*DIRECTIONS:* Reproduce the records below in their entirety, exactly as shown.

'''

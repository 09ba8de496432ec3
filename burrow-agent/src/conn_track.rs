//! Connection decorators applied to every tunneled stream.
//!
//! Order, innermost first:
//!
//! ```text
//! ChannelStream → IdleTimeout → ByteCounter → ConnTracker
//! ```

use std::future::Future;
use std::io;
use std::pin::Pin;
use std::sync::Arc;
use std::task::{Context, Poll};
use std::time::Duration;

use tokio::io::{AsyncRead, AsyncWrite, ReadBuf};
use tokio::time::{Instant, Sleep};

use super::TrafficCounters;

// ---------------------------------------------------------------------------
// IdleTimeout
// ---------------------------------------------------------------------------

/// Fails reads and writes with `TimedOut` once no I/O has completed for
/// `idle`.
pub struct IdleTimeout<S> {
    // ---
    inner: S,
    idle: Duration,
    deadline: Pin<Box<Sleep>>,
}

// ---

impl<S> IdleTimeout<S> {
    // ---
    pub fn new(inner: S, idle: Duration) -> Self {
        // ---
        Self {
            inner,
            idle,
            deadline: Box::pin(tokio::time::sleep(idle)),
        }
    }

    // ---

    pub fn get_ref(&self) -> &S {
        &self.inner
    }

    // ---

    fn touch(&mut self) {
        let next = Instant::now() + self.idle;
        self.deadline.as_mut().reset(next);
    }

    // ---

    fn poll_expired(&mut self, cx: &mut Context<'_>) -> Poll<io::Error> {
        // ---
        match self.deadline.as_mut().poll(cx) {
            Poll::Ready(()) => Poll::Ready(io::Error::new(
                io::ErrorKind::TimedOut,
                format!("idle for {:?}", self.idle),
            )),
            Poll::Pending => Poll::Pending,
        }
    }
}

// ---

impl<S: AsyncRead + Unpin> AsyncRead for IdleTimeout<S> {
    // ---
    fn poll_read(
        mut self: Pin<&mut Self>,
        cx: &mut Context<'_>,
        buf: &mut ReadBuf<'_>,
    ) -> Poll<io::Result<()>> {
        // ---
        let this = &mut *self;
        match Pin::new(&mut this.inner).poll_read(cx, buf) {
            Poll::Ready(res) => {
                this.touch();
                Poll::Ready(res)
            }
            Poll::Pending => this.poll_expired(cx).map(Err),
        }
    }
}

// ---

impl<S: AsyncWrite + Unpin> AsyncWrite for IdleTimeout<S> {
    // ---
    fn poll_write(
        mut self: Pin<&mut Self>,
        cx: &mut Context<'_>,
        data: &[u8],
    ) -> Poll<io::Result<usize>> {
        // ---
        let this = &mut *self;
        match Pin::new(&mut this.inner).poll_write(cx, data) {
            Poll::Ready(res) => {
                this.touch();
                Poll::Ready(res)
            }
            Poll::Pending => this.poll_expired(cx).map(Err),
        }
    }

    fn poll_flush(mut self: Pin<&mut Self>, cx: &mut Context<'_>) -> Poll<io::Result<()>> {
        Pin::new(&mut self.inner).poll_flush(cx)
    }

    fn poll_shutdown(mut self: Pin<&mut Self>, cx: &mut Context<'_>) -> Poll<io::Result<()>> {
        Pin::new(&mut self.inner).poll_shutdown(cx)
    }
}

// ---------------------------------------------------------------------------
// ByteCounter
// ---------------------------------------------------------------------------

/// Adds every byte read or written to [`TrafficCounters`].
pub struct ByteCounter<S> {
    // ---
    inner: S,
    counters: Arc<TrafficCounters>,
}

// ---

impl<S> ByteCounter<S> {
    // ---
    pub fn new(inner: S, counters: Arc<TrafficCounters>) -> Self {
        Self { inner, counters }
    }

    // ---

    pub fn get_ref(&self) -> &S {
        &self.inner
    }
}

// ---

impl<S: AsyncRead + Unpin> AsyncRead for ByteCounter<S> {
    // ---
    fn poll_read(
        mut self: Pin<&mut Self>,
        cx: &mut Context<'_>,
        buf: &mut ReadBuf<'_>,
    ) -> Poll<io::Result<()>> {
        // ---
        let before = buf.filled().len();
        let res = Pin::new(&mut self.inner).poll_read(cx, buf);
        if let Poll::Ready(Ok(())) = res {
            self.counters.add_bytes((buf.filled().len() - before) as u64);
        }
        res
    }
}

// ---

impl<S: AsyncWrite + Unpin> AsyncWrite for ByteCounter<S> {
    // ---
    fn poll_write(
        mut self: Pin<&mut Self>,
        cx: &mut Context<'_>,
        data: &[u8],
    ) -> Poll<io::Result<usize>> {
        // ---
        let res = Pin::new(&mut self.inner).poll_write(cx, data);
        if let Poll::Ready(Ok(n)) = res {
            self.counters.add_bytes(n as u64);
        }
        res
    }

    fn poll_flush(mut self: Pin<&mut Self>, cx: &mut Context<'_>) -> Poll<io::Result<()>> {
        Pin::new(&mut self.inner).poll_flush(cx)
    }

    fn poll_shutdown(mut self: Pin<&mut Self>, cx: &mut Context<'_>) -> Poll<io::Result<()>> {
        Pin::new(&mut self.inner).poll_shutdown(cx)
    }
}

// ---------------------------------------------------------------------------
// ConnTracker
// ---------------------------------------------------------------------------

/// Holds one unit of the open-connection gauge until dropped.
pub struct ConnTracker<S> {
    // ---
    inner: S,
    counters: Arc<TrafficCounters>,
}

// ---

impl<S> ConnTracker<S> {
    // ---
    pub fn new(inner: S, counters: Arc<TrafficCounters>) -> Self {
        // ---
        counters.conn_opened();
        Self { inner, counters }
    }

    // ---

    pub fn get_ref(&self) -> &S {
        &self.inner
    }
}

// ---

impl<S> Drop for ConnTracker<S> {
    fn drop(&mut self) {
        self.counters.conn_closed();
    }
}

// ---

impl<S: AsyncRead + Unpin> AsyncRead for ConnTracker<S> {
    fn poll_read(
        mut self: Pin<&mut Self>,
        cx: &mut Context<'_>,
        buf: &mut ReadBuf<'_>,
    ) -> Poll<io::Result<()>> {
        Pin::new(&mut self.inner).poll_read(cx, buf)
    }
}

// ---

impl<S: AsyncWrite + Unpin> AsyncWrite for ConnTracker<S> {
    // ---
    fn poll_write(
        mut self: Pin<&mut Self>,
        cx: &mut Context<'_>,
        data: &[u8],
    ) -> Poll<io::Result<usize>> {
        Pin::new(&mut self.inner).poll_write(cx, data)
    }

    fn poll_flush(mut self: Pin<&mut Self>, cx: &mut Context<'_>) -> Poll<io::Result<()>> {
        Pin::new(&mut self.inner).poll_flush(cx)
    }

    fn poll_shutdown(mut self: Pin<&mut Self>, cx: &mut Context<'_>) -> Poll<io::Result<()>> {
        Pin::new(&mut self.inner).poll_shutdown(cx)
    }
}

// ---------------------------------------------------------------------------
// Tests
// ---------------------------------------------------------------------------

'''

*RESPONSE FOR THIS EXERCISE:*
repository 09ba8de496432ec3
filename burrow-agent/src/conn_track.rs
//! Connection decorators applied to every tunneled stream.
//!
//! Order, innermost first:
//!
//! ```text
//! ChannelStream → IdleTimeout → ByteCounter → ConnTracker
//! ```

use std::future::Future;
use std::io;
use std::pin::Pin;
use std::sync::Arc;
use std::task::{Context, Poll};
use std::time::Duration;

use tokio::io::{AsyncRead, AsyncWrite, ReadBuf};
use tokio::time::{Instant, Sleep};

use super::TrafficCounters;

// ---------------------------------------------------------------------------
// IdleTimeout
// ---------------------------------------------------------------------------

/// Fails reads and writes with `TimedOut` once no I/O has completed for
/// `idle`.
pub struct IdleTimeout<S> {
    // ---
    inner: S,
    idle: Duration,
    deadline: Pin<Box<Sleep>>,
}

// ---

impl<S> IdleTimeout<S> {
    // ---
    pub fn new(inner: S, idle: Duration) -> Self {
        // ---
        Self {
            inner,
            idle,
            deadline: Box::pin(tokio::time::sleep(idle)),
        }
    }

    // ---

    pub fn get_ref(&self) -> &S {
        &self.inner
    }

    // ---

    fn touch(&mut self) {
        let next = Instant::now() + self.idle;
        self.deadline.as_mut().reset(next);
    }

    // ---

    fn poll_expired(&mut self, cx: &mut Context<'_>) -> Poll<io::Error> {
        // ---
        match self.deadline.as_mut().poll(cx) {
            Poll::Ready(()) => Poll::Ready(io::Error::new(
                io::ErrorKind::TimedOut,
                format!("idle for {:?}", self.idle),
            )),
            Poll::Pending => Poll::Pending,
        }
    }
}

// ---

impl<S: AsyncRead + Unpin> AsyncRead for IdleTimeout<S> {
    // ---
    fn poll_read(
        mut self: Pin<&mut Self>,
        cx: &mut Context<'_>,
        buf: &mut ReadBuf<'_>,
    ) -> Poll<io::Result<()>> {
        // ---
        let this = &mut *self;
        match Pin::new(&mut this.inner).poll_read(cx, buf) {
            Poll::Ready(res) => {
                this.touch();
                Poll::Ready(res)
            }
            Poll::Pending => this.poll_expired(cx).map(Err),
        }
    }
}

// ---

impl<S: AsyncWrite + Unpin> AsyncWrite for IdleTimeout<S> {
    // ---
    fn poll_write(
        mut self: Pin<&mut Self>,
        cx: &mut Context<'_>,
        data: &[u8],
    ) -> Poll<io::Result<usize>> {
        // ---
        let this = &mut *self;
        match Pin::new(&mut this.inner).poll_write(cx, data) {
            Poll::Ready(res) => {
                this.touch();
                Poll::Ready(res)
            }
            Poll::Pending => this.poll_expired(cx).map(Err),
        }
    }

    fn poll_flush(mut self: Pin<&mut Self>, cx: &mut Context<'_>) -> Poll<io::Result<()>> {
        Pin::new(&mut self.inner).poll_flush(cx)
    }

    fn poll_shutdown(mut self: Pin<&mut Self>, cx: &mut Context<'_>) -> Poll<io::Result<()>> {
        Pin::new(&mut self.inner).poll_shutdown(cx)
    }
}

// ---------------------------------------------------------------------------
// ByteCounter
// ---------------------------------------------------------------------------

/// Adds every byte read or written to [`TrafficCounters`].
pub struct ByteCounter<S> {
    // ---
    inner: S,
    counters: Arc<TrafficCounters>,
}

// ---

impl<S> ByteCounter<S> {
    // ---
    pub fn new(inner: S, counters: Arc<TrafficCounters>) -> Self {
        Self { inner, counters }
    }

    // ---

    pub fn get_ref(&self) -> &S {
        &self.inner
    }
}

// ---

impl<S: AsyncRead + Unpin> AsyncRead for ByteCounter<S> {
    // ---
    fn poll_read(
        mut self: Pin<&mut Self>,
        cx: &mut Context<'_>,
        buf: &mut ReadBuf<'_>,
    ) -> Poll<io::Result<()>> {
        // ---
        let before = buf.filled().len();
        let res = Pin::new(&mut self.inner).poll_read(cx, buf);
        if let Poll::Ready(Ok(())) = res {
            self.counters.add_bytes((buf.filled().len() - before) as u64);
        }
        res
    }
}

// ---

impl<S: AsyncWrite + Unpin> AsyncWrite for ByteCounter<S> {
    // ---
    fn poll_write(
        mut self: Pin<&mut Self>,
        cx: &mut Context<'_>,
        data: &[u8],
    ) -> Poll<io::Result<usize>> {
        // ---
        let res = Pin::new(&mut self.inner).poll_write(cx, data);
        if let Poll::Ready(Ok(n)) = res {
            self.counters.add_bytes(n as u64);
        }
        res
    }

    fn poll_flush(mut self: Pin<&mut Self>, cx: &mut Context<'_>) -> Poll<io::Result<()>> {
        Pin::new(&mut self.inner).poll_flush(cx)
    }

    fn poll_shutdown(mut self: Pin<&mut Self>, cx: &mut Context<'_>) -> Poll<io::Result<()>> {
        Pin::new(&mut self.inner).poll_shutdown(cx)
    }
}

// ---------------------------------------------------------------------------
// ConnTracker
// ---------------------------------------------------------------------------

/// Holds one unit of the open-connection gauge until dropped.
pub struct ConnTracker<S> {
    // ---
    inner: S,
    counters: Arc<TrafficCounters>,
}

// ---

impl<S> ConnTracker<S> {
    // ---
    pub fn new(inner: S, counters: Arc<TrafficCounters>) -> Self {
        // ---
        counters.conn_opened();
        Self { inner, counters }
    }

    // ---

    pub fn get_ref(&self) -> &S {
        &self.inner
    }
}

// ---

impl<S> Drop for ConnTracker<S> {
    fn drop(&mut self) {
        self.counters.conn_closed();
    }
}

// ---

impl<S: AsyncRead + Unpin> AsyncRead for ConnTracker<S> {
    fn poll_read(
        mut self: Pin<&mut Self>,
        cx: &mut Context<'_>,
        buf: &mut ReadBuf<'_>,
    ) -> Poll<io::Result<()>> {
        Pin::new(&mut self.inner).poll_read(cx, buf)
    }
}

// ---

impl<S: AsyncWrite + Unpin> AsyncWrite for ConnTracker<S> {
    // ---
    fn poll_write(
        mut self: Pin<&mut Self>,
        cx: &mut Context<'_>,
        data: &[u8],
    ) -> Poll<io::Result<usize>> {
        Pin::new(&mut self.inner).poll_write(cx, data)
    }

    fn poll_flush(mut self: Pin<&mut Self>, cx: &mut Context<'_>) -> Poll<io::Result<()>> {
        Pin::new(&mut self.inner).poll_flush(cx)
    }

    fn poll_shutdown(mut self: Pin<&mut Self>, cx: &mut Context<'_>) -> Poll<io::Result<()>> {
        Pin::new(&mut self.inner).poll_shutdown(cx)
    }
}

// ---------------------------------------------------------------------------
// Tests
// ---------------------------------------------------------------------------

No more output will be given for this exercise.